Mike Carr, the executive director of the Solar Energy Manufacturers for America Coalition, which includes solar companies with U.S. operations like Hemlock Semiconductor, Wacker Chemie, Qcells and First Solar, called the move “a missed opportunity to build a domestic solar manufacturing supply chain.”
“The simple fact is today’s announcement will likely result in the scaling back of planned investments in the critical areas of solar wafer, ingot, and polysilicon production,” he said in a statement. “China is producing 97 percent of the world’s solar wafers — giving them substantial control over both polysilicon and cell production. We fear that this guidance will cement their dominance over these critical pieces of the solar supply chain.”
The Biden administration has set an ambitious goal of generating 100 percent of the nation’s electricity from carbon-free energy sources by 2035, a goal that may require more than doubling the annual pace of solar installations.
The United States still relies heavily on Chinese manufacturers for low-cost solar modules, although many Chinese-owned factories now make these goods in Vietnam, Malaysia and Thailand.
China also supplies many of the key components in solar panels, including more than 80 percent of the world’s polysilicon, which most solar panels use to absorb energy from sunlight. And a significant portion of Chinese polysilicon comes from the Xinjiang region, where the U.S. government has banned imports because of concerns over forced labor.
Other companies in the solar supply chain, which rely on imported components, were more positive about the Treasury Department’s guidance.
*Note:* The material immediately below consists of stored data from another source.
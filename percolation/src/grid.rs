/// Square row-major matrix. Row 0 is the top of the lattice.
#[derive(Clone, Debug, PartialEq, Eq)]
pub struct Grid<T> {
    size: usize,
    data: Vec<T>,
}

impl<T: Clone> Grid<T> {
    /// Creates a `size`x`size` grid with every cell set to `value`.
    pub fn filled(size: usize, value: T) -> Self {
        Self {
            size,
            data: vec![value; size * size],
        }
    }

    pub fn fill(&mut self, value: T) {
        self.data.fill(value);
    }
}

impl<T> Grid<T> {
    pub(crate) fn from_vec(size: usize, data: Vec<T>) -> Self {
        debug_assert_eq!(data.len(), size * size);
        Self { size, data }
    }

    /// Side length of the grid.
    pub fn size(&self) -> usize {
        self.size
    }

    /// Number of cells, `size * size`.
    pub fn len(&self) -> usize {
        self.data.len()
    }

    pub fn is_empty(&self) -> bool {
        self.data.is_empty()
    }

    /// Returns the value at `(row, col)`.
    ///
    /// # Panics
    ///
    /// If `row` or `col` is not less than the grid size.
    pub fn get(&self, row: usize, col: usize) -> &T {
        assert!(col < self.size, "column {col} out of bounds");
        &self.data[row * self.size + col]
    }

    pub fn set(&mut self, row: usize, col: usize, value: T) {
        assert!(col < self.size, "column {col} out of bounds");
        self.data[row * self.size + col] = value;
    }

    pub fn row(&self, row: usize) -> &[T] {
        &self.data[row * self.size..(row + 1) * self.size]
    }

    pub fn rows(&self) -> impl Iterator<Item = &[T]> + '_ {
        // chunks panics on zero, an empty grid simply has no rows
        self.data.chunks(self.size.max(1))
    }

    /// Cells in raster order.
    pub fn iter(&self) -> std::slice::Iter<'_, T> {
        self.data.iter()
    }

    pub fn iter_mut(&mut self) -> std::slice::IterMut<'_, T> {
        self.data.iter_mut()
    }
}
Abigail Ross Hopper, the chief executive of the Solar Energy Industries Association, said the guidance was an important step forward that would “spark a flood of investment in American-made clean energy equipment and components.”
“The U.S. solar and storage industry strongly supports onshoring a domestic clean energy supply chain, and today’s guidance will supplement the manufacturing renaissance that began when the historic Inflation Reduction Act passed last summer,” she said.
Congressional Republicans have already targeted the Biden administration’s climate legislation, saying that it fails to set tough guidelines against manufacturing in China and that it may funnel federal dollars to Chinese-owned companies that have set up in the United States.
The Biden administration is also dispensing funding to build up the semiconductor and electric vehicle battery industries. Guidelines for that money include limits on access to so-called foreign entities of concern, like Chinese-owned companies. But the Inflation Reduction Act does not contain guardrails against federal dollars going to the U.S. operations of Chinese solar companies.
In a congressional hearing on April 25, Representative Jason Smith, chairman of the House Ways and Means Committee, pointed to the Florida facilities of JinkoSolar, a Chinese-owned manufacturer, as being eligible for federal tax credits.
“Work at the plant involves robots placing strings of solar cells — which are largely sourced from China — onto a solar panel base,” a fact sheet released by Mr. Smith said.
Mr. Biden has also clashed with domestic solar manufacturers over a separate trade case that would see tariffs imposed on solar products imported from Chinese companies based in Southeast Asia.
Mr. Biden’s decision to waive the tariffs for two years angered Republicans and some Democrats in Congress, who said U.S.-based manufacturers deserved more protection. In recent weeks, the House and Senate approved a measure to reverse the president’s decision, which Mr. Biden is expected to veto.